Quanti volumi usciti su queste voci. Se ne parla anche ne “Il volto della città perduta” della casa editrice Celip, di Nicola Partipilo, passata alla storia come gli ambulanti, tra i quali quello del cafè del genoeucc, caffè che risultava dalla mescolanza con i fondi di altro caffè e aveva come clienti soprattutto il cocchiere, che allora si chiamava brumista, operai e squattrinati. Questo “barista” si piazzava alla stazione Centrale o in piazza Duomo nelle prime ore del mattino. Scomparso il venditore di carbone; come anche il lustrascarpe. Ho fatto in tempo a vederne uno, l’ultimo, quarant’anni fa, nella Galleria delle Carrozze della stazione Centrale: il signore, spesso altezzoso e ben vestito e tanto di cappello in testa, si accomodava e il giovanotto apriva la cassetta, ne tirava fuori straccio, spazzola e lucido e faceva brillare le calzature.

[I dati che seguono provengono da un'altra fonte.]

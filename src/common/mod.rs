//! Common types shared by the drawing model and the DrawingML writer.

pub mod style;
pub mod unit;
pub mod xml;

pub use style::{Alignment, Colour, FontFace, LineEnd, LineJoin, LineStyle, LineType, NA_PACKED};
//! DrawingML (DML) encoding.
//!
//! Maps drawing shapes and their styling to DrawingML element trees: unit
//! conversion, placement transforms, fills, outlines and geometry.

pub mod fill;
pub mod geometry;
pub mod shape;
pub mod xfrm;

pub use shape::{encode_shape, encode_shapes};
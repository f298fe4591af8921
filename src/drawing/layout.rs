//! Placement of rotated text boxes.
//!
//! The host positions text by an anchor point on the baseline, a rotation
//! and a horizontal adjustment (0 = left edge, 0.5 = centre, 1 = right
//! edge). DrawingML instead wants the unrotated box and a rotation about its
//! centre, so the anchor has to be walked back to the box's top-left corner.

use crate::common::unit::FONT_HEIGHT_SCALAR;
use crate::fonts::TextExtents;

use super::shape::Point;

/// Text smaller than this is not drawn.
pub const MIN_POINT_SIZE: f64 = 0.5;

/// Move the baseline anchor down by the descent and scale the box height.
///
/// Returns `(y', height')`.
pub fn adjust_for_descent(y: f64, extents: &TextExtents) -> (f64, f64) {
    (
        y - extents.descent * FONT_HEIGHT_SCALAR,
        extents.height() * FONT_HEIGHT_SCALAR,
    )
}

/// Unrotated box of `width` x `height` whose point `width * hadj` along the
/// bottom edge sits on `(x, y)` once the box is turned by `rotation`
/// degrees about its centre.
///
/// Returns the `(top_left, bottom_right)` corners.
pub fn anchor_box(
    x: f64,
    y: f64,
    width: f64,
    height: f64,
    rotation: f64,
    hadj: f64,
) -> (Point, Point) {
    let d = width * hadj;
    let half_w = 0.5 * width - d;
    let half_h = 0.5 * height;

    let rotate = rotation.to_radians();
    let diag = half_h.atan2(half_w);
    let hyp = half_h.hypot(half_w);
    let cx = (rotate + diag).cos() * hyp;
    let cy = -(rotate + diag).sin() * hyp;

    let tx = x + cx - 0.5 * width;
    let ty = y + cy - 0.5 * height;
    (Point::new(tx, ty), Point::new(tx + width, ty + height))
}

/// Full layout of one text run. `None` means there is nothing to draw.
pub fn layout_text(
    x: f64,
    y: f64,
    rotation: f64,
    hadj: f64,
    point_size: f64,
    extents: &TextExtents,
) -> Option<(Point, Point)> {
    if extents.is_empty() || point_size < MIN_POINT_SIZE {
        return None;
    }
    let (y, height) = adjust_for_descent(y, extents);
    Some(anchor_box(x, y, extents.width, height, rotation, hadj))
}
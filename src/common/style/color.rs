use std::fmt;

/// Packed colour value the host uses for "no colour".
pub const NA_PACKED: i32 = i32::MIN;

/// An RGBA colour with 8-bit channels.
///
/// The default colour is fully transparent white, which is also what an
/// absent (NA) host colour decodes to.
///
/// # Examples
///
/// ```rust
/// use dmlcanvas::common::Colour;
///
/// let red = Colour::rgb(255, 0, 0);
/// assert_eq!(red.to_hex(), "FF0000");
/// assert_eq!(red.alpha_percent(), 100_000);
/// ```
#[derive(Debug, Clone, Copy, PartialEq, Eq, Hash)]
pub struct Colour {
    /// Alpha component (0 transparent, 255 opaque)
    pub alpha: u8,
    /// Red component (0-255)
    pub red: u8,
    /// Green component (0-255)
    pub green: u8,
    /// Blue component (0-255)
    pub blue: u8,
}

impl Colour {
    pub const TRANSPARENT_WHITE: Colour = Colour::rgba(255, 255, 255, 0);
    pub const BLACK: Colour = Colour::rgb(0, 0, 0);

    #[inline]
    pub const fn rgba(red: u8, green: u8, blue: u8, alpha: u8) -> Self {
        Self {
            alpha,
            red,
            green,
            blue,
        }
    }

    #[inline]
    pub const fn rgb(red: u8, green: u8, blue: u8) -> Self {
        Self::rgba(red, green, blue, 255)
    }

    /// Decode the host's packed colour: red in the lowest byte, then green,
    /// blue and alpha in the highest byte.
    pub const fn from_packed(packed: i32) -> Self {
        if packed == NA_PACKED {
            return Self::TRANSPARENT_WHITE;
        }
        let v = packed as u32;
        Self::rgba(
            (v & 0xFF) as u8,
            ((v >> 8) & 0xFF) as u8,
            ((v >> 16) & 0xFF) as u8,
            ((v >> 24) & 0xFF) as u8,
        )
    }

    /// Inverse of [`Colour::from_packed`].
    pub const fn to_packed(self) -> i32 {
        (self.red as u32
            | (self.green as u32) << 8
            | (self.blue as u32) << 16
            | (self.alpha as u32) << 24) as i32
    }

    /// Six upper-case hex digits, without a `#` prefix.
    pub fn to_hex(&self) -> String {
        format!("{:02X}{:02X}{:02X}", self.red, self.green, self.blue)
    }

    /// Opacity scaled to DrawingML's 0..=100000 range.
    #[inline]
    pub fn alpha_percent(&self) -> u32 {
        (100_000.0 * f64::from(self.alpha) / 255.0).round() as u32
    }

    #[inline]
    pub fn is_transparent(&self) -> bool {
        self.alpha == 0
    }
}

impl Default for Colour {
    fn default() -> Self {
        Self::TRANSPARENT_WHITE
    }
}

impl fmt::Display for Colour {
    fn fmt(&self, f: &mut fmt::Formatter<'_>) -> fmt::Result {
        write!(f, "#{}{:02X}", self.to_hex(), self.alpha)
    }
}
//! Style value types: colours, strokes and text settings.

pub mod color;
pub mod line;
pub mod text;

pub use color::{Colour, NA_PACKED};
pub use line::{LineEnd, LineJoin, LineStyle, LineType};
pub use text::{Alignment, FontFace};
//! Clipboard package assembly.
//!
//! A drawing on the clipboard is a small OPC package with five parts, in
//! this order:
//!
//! | Part | Content |
//! |------|---------|
//! | `[Content_Types].xml` | defaults for `rels` and `xml`, overrides for drawing and theme |
//! | `_rels/.rels` | `rId1` to the drawing |
//! | `clipboard/drawings/_rels/drawing1.xml.rels` | `rId1` to the theme |
//! | `clipboard/theme/theme1.xml` | empty `a:clipboardTheme` |
//! | `clipboard/drawings/drawing1.xml` | locked canvas holding the shapes |

use tracing::debug;

use crate::common::xml::{XmlDocument, XmlNode};
use crate::drawing::{CANVAS_GROUP_ID, Group, MAIN_GROUP_ID, Shape};
use crate::error::Result;

use super::drawings::encode_shape;
use super::opc::ArchiveWriter;
use super::opc::constants::{content_type as ct, namespace as ns, part_name, relationship_type as rt};

/// One named part of the package.
#[derive(Debug, Clone, PartialEq, Eq)]
pub struct PackagePart {
    /// Archive member name, without a leading slash.
    pub path: &'static str,
    pub xml: String,
}

/// The ordered parts of a clipboard package.
#[derive(Debug, Clone, PartialEq, Eq, Default)]
pub struct PackageParts {
    parts: Vec<PackagePart>,
}

impl PackageParts {
    #[inline]
    pub fn len(&self) -> usize {
        self.parts.len()
    }

    #[inline]
    pub fn is_empty(&self) -> bool {
        self.parts.is_empty()
    }

    pub fn iter(&self) -> std::slice::Iter<'_, PackagePart> {
        self.parts.iter()
    }

    /// Content of the part stored under `path`.
    pub fn get(&self, path: &str) -> Option<&str> {
        self.parts
            .iter()
            .find(|part| part.path == path)
            .map(|part| part.xml.as_str())
    }

    /// Pack every part, in order, and return the archive bytes.
    pub fn write_to<W: ArchiveWriter + ?Sized>(&self, archive: &mut W) -> Result<Vec<u8>> {
        for part in &self.parts {
            archive.add_part(part.path, part.xml.as_bytes())?;
        }
        archive.finish()
    }

    fn push(&mut self, path: &'static str, root: XmlNode) {
        self.parts.push(PackagePart {
            path,
            xml: XmlDocument::new(root).to_xml(),
        });
    }
}

impl IntoIterator for PackageParts {
    type Item = PackagePart;
    type IntoIter = std::vec::IntoIter<PackagePart>;

    fn into_iter(self) -> Self::IntoIter {
        self.parts.into_iter()
    }
}

impl<'a> IntoIterator for &'a PackageParts {
    type Item = &'a PackagePart;
    type IntoIter = std::slice::Iter<'a, PackagePart>;

    fn into_iter(self) -> Self::IntoIter {
        self.parts.iter()
    }
}

fn content_types() -> XmlNode {
    let default = |ext: &'static str, content_type: &'static str| {
        XmlNode::with_attrs("Default", [("Extension", ext), ("ContentType", content_type)])
    };
    let override_ = |part: &'static str, content_type: &'static str| {
        XmlNode::with_attrs(
            "Override",
            [("PartName", format!("/{part}")), ("ContentType", content_type.to_owned())],
        )
    };

    XmlNode::with_attrs("Types", [("xmlns", ns::OPC_CONTENT_TYPES)])
        .child(default("rels", ct::OPC_RELATIONSHIPS))
        .child(default("xml", ct::XML))
        .child(override_(part_name::DRAWING, ct::OFC_DRAWING))
        .child(override_(part_name::THEME, ct::OFC_THEME))
}

fn relationships(reltype: &'static str, target: &'static str) -> XmlNode {
    XmlNode::with_attrs("Relationships", [("xmlns", ns::OPC_RELATIONSHIPS)]).child(
        XmlNode::with_attrs(
            "Relationship",
            [("Id", "rId1"), ("Type", reltype), ("Target", target)],
        ),
    )
}

fn theme() -> XmlNode {
    XmlNode::with_attrs("a:clipboardTheme", [("xmlns:a", ns::DML_MAIN)])
}

fn drawing(width: f64, height: f64, shapes: Vec<Shape>) -> XmlNode {
    let canvas = Shape::Group(Group::new(CANVAS_GROUP_ID, "Canvas", width, height));
    let main = Shape::Group(Group::new(MAIN_GROUP_ID, "MainGroup", width, height).with_children(shapes));

    let locked_canvas = XmlNode::with_attrs("lc:lockedCanvas", [("xmlns:lc", ns::DML_LOCKED_CANVAS)])
        .children(encode_shape(&canvas))
        .children(encode_shape(&main));

    XmlNode::with_attrs("a:graphic", [("xmlns:a", ns::DML_MAIN)]).child(
        XmlNode::with_attrs("a:graphicData", [("uri", ns::DML_LOCKED_CANVAS)]).child(locked_canvas),
    )
}

/// Build the five package parts for a `width` x `height` point canvas.
///
/// The shapes are wrapped in the "MainGroup" group (id 1), preceded by the
/// empty "Canvas" group (id 0).
pub fn assemble(width: f64, height: f64, shapes: Vec<Shape>) -> PackageParts {
    debug!(width, height, shapes = shapes.len(), "assembling clipboard package");

    let mut parts = PackageParts::default();
    parts.push(part_name::CONTENT_TYPES, content_types());
    parts.push(part_name::PACKAGE_RELS, relationships(rt::DRAWING, part_name::DRAWING));
    parts.push(part_name::DRAWING_RELS, relationships(rt::THEME, "../theme/theme1.xml"));
    parts.push(part_name::THEME, theme());
    parts.push(part_name::DRAWING, drawing(width, height, shapes));
    parts
}
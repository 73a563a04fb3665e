use std::sync::atomic::{AtomicU64, Ordering};

use serde::Serialize;

/// Ingestion counters shared between the pipeline and `/health`
#[derive(Debug, Default)]
pub struct PipelineStats {
    ingested: AtomicU64,
    rejected: AtomicU64,
    anomalies: AtomicU64,
    persistence_failures: AtomicU64,
}

impl PipelineStats {
    pub(crate) fn record_ingested(&self) {
        self.ingested.fetch_add(1, Ordering::Relaxed);
    }

    pub(crate) fn record_rejected(&self) {
        self.rejected.fetch_add(1, Ordering::Relaxed);
    }

    pub(crate) fn record_anomaly(&self) {
        self.anomalies.fetch_add(1, Ordering::Relaxed);
    }

    pub(crate) fn record_persistence_failure(&self) {
        self.persistence_failures.fetch_add(1, Ordering::Relaxed);
    }

    pub fn snapshot(&self) -> PipelineStatsSnapshot {
        PipelineStatsSnapshot {
            ingested: self.ingested.load(Ordering::Relaxed),
            rejected: self.rejected.load(Ordering::Relaxed),
            anomalies: self.anomalies.load(Ordering::Relaxed),
            persistence_failures: self.persistence_failures.load(Ordering::Relaxed),
        }
    }
}

#[derive(Debug, Clone, Copy, Default, PartialEq, Eq, Serialize)]
pub struct PipelineStatsSnapshot {
    pub ingested: u64,
    pub rejected: u64,
    pub anomalies: u64,
    pub persistence_failures: u64,
}

impl std::fmt::Display for PipelineStatsSnapshot {
    fn fmt(&self, f: &mut std::fmt::Formatter<'_>) -> std::fmt::Result {
        write!(
            f,
            "Pipeline: {} readings, {} anomalies, {} rejected, {} persistence failures",
            self.ingested, self.anomalies, self.rejected, self.persistence_failures
        )
    }
}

Nuovo mestiere, il giocoliere stradale |
Doveva essere piacevole ascoltare i cantastorie, tra i quali Franco Trincale, che per sopravvivere si era messo a fare il tassista, continuando sempre a raccontare le storie della città, belle e brutte, accompagnandosi con la chitarra. Quando andò in pensione, usufruì della legge Bacchelli e all’angolo tra corso Vittorio Emanuele e piazza San Babila si spense un’altra voce, applaudita dai milanesi: la sua. Qualche anno dopo ho rivisto Franco esibirsi in piazza Duomo, forse per nostalgia. Mestiere, questo, che si perde tra i vicoli del tempo. Per ascoltarli andai un paio di volte, inviato del quotidiano l’”Italia”, al festival di Monticelli d’Ongina, che si svolgeva negli anni Sessanta. Ai primi del ‘900 I milanesi ascoltavano il Barbapedana, che frequentava le osterie e le strade e le piazze nelle belle giornate. Cantava brani in vernacolo, pizzicando le corde della chitarra. Morì povero nel 1911. Io mi spello le mani per Gigi Pedroli, grande acquafortista con torchio in una vecchia casa sul Naviglio Grande: da cantautore eccellente si ispira a personaggi popolari, come i barboni che dormono sulle panchine dei giardini pubblici o nei tunnel della stazione Centrale e avevano come amico il grande storico e critico musicale Giulio Confalonieri, che scrisse anche un libro: “Barboni a Milano”.